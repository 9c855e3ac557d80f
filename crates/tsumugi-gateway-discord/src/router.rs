use std::sync::atomic::{AtomicU64, Ordering};
use std::sync::Arc;

use tsumugi_core::{InboundMessage, ReplySink, Responder};

/// Decides whether an inbound message gets a reply and delivers it.
pub struct MessageRouter {
    responder: Arc<dyn Responder>,
    // 0 until the gateway reports ready
    bot_user_id: AtomicU64,
    allowed_channels: Vec<u64>,
    max_reply_chars: usize,
}

impl MessageRouter {
    pub fn new(responder: Arc<dyn Responder>, allowed_channels: Vec<u64>, max_reply_chars: usize) -> Self {
        Self {
            responder,
            bot_user_id: AtomicU64::new(0),
            allowed_channels,
            max_reply_chars,
        }
    }

    pub fn set_bot_user_id(&self, id: u64) {
        self.bot_user_id.store(id, Ordering::Relaxed);
    }

    pub fn bot_user_id(&self) -> Option<u64> {
        match self.bot_user_id.load(Ordering::Relaxed) {
            0 => None,
            id => Some(id),
        }
    }

    /// Cheap checks that need no I/O. Adapters may call this to skip work
    /// before building a full [`InboundMessage`].
    pub fn should_respond(&self, message: &InboundMessage) -> bool {
        if !message.is_user_message() || message.is_bot_author {
            return false;
        }
        if !self.allowed_channels.is_empty() && !self.allowed_channels.contains(&message.channel_id) {
            return false;
        }
        self.bot_user_id().is_some_and(|id| message.mentions(id))
    }

    /// Never fails: a response or delivery problem only ends up in the logs.
    pub async fn handle(&self, message: &InboundMessage, sink: &dyn ReplySink) {
        if !self.should_respond(message) {
            return;
        }
        tracing::debug!(message_id = message.id, channel_id = message.channel_id, "Bot mentioned");

        let response = self.responder.get_response(message).await;
        let response = response.trim();
        if response.is_empty() {
            return;
        }
        let reply = truncate_chars(response, self.max_reply_chars);

        match sink.send_message(message.channel_id, reply).await {
            Ok(()) => {
                tracing::info!(channel_id = message.channel_id, "Sent response");
            }
            Err(e) => {
                tracing::error!(
                    channel_id = message.channel_id,
                    "Failed to send response: {e}"
                );
            }
        }
    }
}

fn truncate_chars(text: &str, max_chars: usize) -> &str {
    match text.char_indices().nth(max_chars) {
        Some((end, _)) => {
            tracing::warn!(max_chars, "Response exceeds the message limit, truncating");
            &text[..end]
        }
        None => text,
    }
}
________________________________________
Copy the whole listing down exactly.

| Response to this exercise |
repository 9c855e3ac557d80f
filename crates/tsumugi-gateway-discord/src/router.rs
use std::sync::atomic::{AtomicU64, Ordering};
use std::sync::Arc;

use tsumugi_core::{InboundMessage, ReplySink, Responder};

/// Decides whether an inbound message gets a reply and delivers it.
pub struct MessageRouter {
    responder: Arc<dyn Responder>,
    // 0 until the gateway reports ready
    bot_user_id: AtomicU64,
    allowed_channels: Vec<u64>,
    max_reply_chars: usize,
}

impl MessageRouter {
    pub fn new(responder: Arc<dyn Responder>, allowed_channels: Vec<u64>, max_reply_chars: usize) -> Self {
        Self {
            responder,
            bot_user_id: AtomicU64::new(0),
            allowed_channels,
            max_reply_chars,
        }
    }

    pub fn set_bot_user_id(&self, id: u64) {
        self.bot_user_id.store(id, Ordering::Relaxed);
    }

    pub fn bot_user_id(&self) -> Option<u64> {
        match self.bot_user_id.load(Ordering::Relaxed) {
            0 => None,
            id => Some(id),
        }
    }

    /// Cheap checks that need no I/O. Adapters may call this to skip work
    /// before building a full [`InboundMessage`].
    pub fn should_respond(&self, message: &InboundMessage) -> bool {
        if !message.is_user_message() || message.is_bot_author {
            return false;
        }
        if !self.allowed_channels.is_empty() && !self.allowed_channels.contains(&message.channel_id) {
            return false;
        }
        self.bot_user_id().is_some_and(|id| message.mentions(id))
    }

    /// Never fails: a response or delivery problem only ends up in the logs.
    pub async fn handle(&self, message: &InboundMessage, sink: &dyn ReplySink) {
        if !self.should_respond(message) {
            return;
        }
        tracing::debug!(message_id = message.id, channel_id = message.channel_id, "Bot mentioned");

        let response = self.responder.get_response(message).await;
        let response = response.trim();
        if response.is_empty() {
            return;
        }
        let reply = truncate_chars(response, self.max_reply_chars);

        match sink.send_message(message.channel_id, reply).await {
            Ok(()) => {
                tracing::info!(channel_id = message.channel_id, "Sent response");
            }
            Err(e) => {
                tracing::error!(
                    channel_id = message.channel_id,
                    "Failed to send response: {e}"
                );
            }
        }
    }
}

fn truncate_chars(text: &str, max_chars: usize) -> &str {
    match text.char_indices().nth(max_chars) {
        Some((end, _)) => {
            tracing::warn!(max_chars, "Response exceeds the message limit, truncating");
            &text[..end]
        }
        None => text,
    }
}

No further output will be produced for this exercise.